Интеллектуальные силы рабочих и крестьян растут и крепнут в борьбе за свержение буржуазии и ее пособников, интеллигентиков, лакеев капитала, мнящих себя мозгом нации. На деле это не мозг, а г..но

«Интеллектуальным силам», желающим нести науку народу (а не прислужничать капиталу), мы платим жалованье выше среднего. Это факт. Мы их бережем. Это факт. Десятки тысяч офицеров у нас служат Красной Армии и побеждают вопреки сотням изменников. Это факт».

Говорить на основе этого текста о том, что Ленин одержим антиинтеллигентскими настроениями, могут только отпетые мошенники. Но можно ли ограничиться такой констатацией и сказать, что Ленин — не интеллигентофоб, а интеллигентофил? Или что он делит интеллигенцию на хорошую и плохую? Мне представляется, что такие оценки очень поверхностны и не отражают глубины противоречия.

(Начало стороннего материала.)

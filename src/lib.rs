//! # appfilter-release
//!
//! A CI tool that decides when an icon pack is ready to ship, and which
//! version it should carry, by comparing its appfilter manifest against the
//! previous release.
//!
//! ## Overview
//!
//! An icon pack's appfilter maps app components to drawables. Between two
//! releases, every added mapping is one of two kinds:
//!
//! - a **new icon**: the drawable did not exist at the previous release
//! - a **linked icon**: an existing drawable wired to another component
//!
//! Once both counts reach their thresholds the next release is a MINOR bump;
//! otherwise it is a PATCH. A release is greenlit on the configured day of
//! the month when both thresholds are met, or whenever an operator asks for
//! one manually.
//!
//! ## Architecture
//!
//! - [`classify`]: splits additions into new and linked icons
//! - [`predict`]: picks the next version and runs the release gate
//! - [`version`]: `v<major>.<minor>.<patch>` parsing and bumping
//! - [`mapping`]: icon mappings and snapshots
//! - [`appfilter`]: extracts `<item>` records from an appfilter document
//! - [`manifest`]: reads the appfilter from the working tree and from git
//! - [`cli`] and [`commands`]: the command-line front end
//! - [`error`]: error types with thiserror + miette
//!
//! ## Usage in CI
//!
//! ```bash
//! # Compare against the latest v*.*.* tag, print the next version, and exit
//! # non-zero unless a release should be cut today.
//! appfilter-release predict
//! ```
//!
//! ## Library Usage
//!
//! ```
//! use appfilter_release::classify::classify;
//! use appfilter_release::mapping::{IconMapping, Snapshot};
//! use appfilter_release::predict::{ThresholdConfig, is_greenlight, predict_next_version};
//!
//! let previous: Snapshot = [IconMapping::new("A", "d1")].into_iter().collect();
//! let current: Snapshot = [IconMapping::new("A", "d1"), IconMapping::new("B", "d1")]
//!     .into_iter()
//!     .collect();
//!
//! let result = classify(&current, &previous);
//! assert_eq!(result.linked_count(), 1);
//!
//! let config = ThresholdConfig::default();
//! let next = predict_next_version(&result, "v2.12.0", &config)?;
//! assert_eq!(next.to_string(), "v2.12.1");
//! assert!(!is_greenlight(&result, false, &config, 1));
//! # Ok::<(), appfilter_release::error::ReleaseError>(())
//! ```

pub mod appfilter;
pub mod classify;
pub mod cli;
pub mod commands;
pub mod error;
pub mod manifest;
pub mod mapping;
pub mod output;
pub mod predict;
pub mod version;

// Internal modules
mod logging;
//! Physical models for heap leaching simulation
//!
//! All models implement the [`PhysicalModel`](crate::physics::PhysicalModel) trait.
//! The cascade calls `compute_physics` for every RK4 stage evaluation; models
//! are responsible for the physics (dissolution, bed settling, advection),
//! the integrator for the time stepping.
//!
//! # Building blocks
//!
//! - [`species`]: shrinking-core kinetics of a single solute and its
//!   [`SpeciesParameters`]
//! - [`parameters`]: the [`SimulationParameters`] record of one run
//! - [`calibration`]: one-time mass balance giving the [`ParticleCounts`]
//! - [`leaching`]: the [`LeachingModel`] derivative of one bed section
//!
//! # Example
//!
//! ```
//! use leach_rs::models::{LeachingModel, SimulationParameters};
//! use leach_rs::physics::PhysicalModel;
//!
//! let params = SimulationParameters::default().with_rate_constants(0.3, 0.02);
//! let model = LeachingModel::calibrated(params).unwrap();
//! assert_eq!(model.setup_initial_state().height(), 0.91);
//! ```

// =================================================================================================
// Module Declarations
// =================================================================================================

pub mod calibration;
pub mod leaching;
pub mod parameters;
pub mod species;

// =================================================================================================
// Public Re-exports
// =================================================================================================

pub use calibration::ParticleCounts;
pub use leaching::{ClampPolicy, LeachingModel};
pub use parameters::SimulationParameters;
pub use species::SpeciesParameters;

При том, что позиция Фромма для меня — это, с одной стороны, позиция глубоко и страстно мыслящего интеллектуала высшей пробы, а с другой стороны, позиция интеллигента. И именно там, где Фромм и его коллеги выступают как интеллигенты, интеллектуальная сила превращается в слащавую слабость, глубокое видение предмета — в вопиющую слепоту.

То же самое происходит с Толстым и многими другими. Причем с роковой неизбежностью политическая слепота и политическое безволие превращаются в безволие сущностное, фундаментальное. А вслед за таким безволием немедленно возникает и интеллектуальное бесплодие.

Что это означает, и чем чревато в нынешней ситуации? И как в этой ситуации надо относиться к оценкам Маркса, даваемым такими мыслителями, как Фромм? Как тут отделить слабость от силы, зоркость от слепоты? Ведь нельзя же походя, испугавшись слабости и слепоты, отторгнуть нужную нам зрячесть и силу!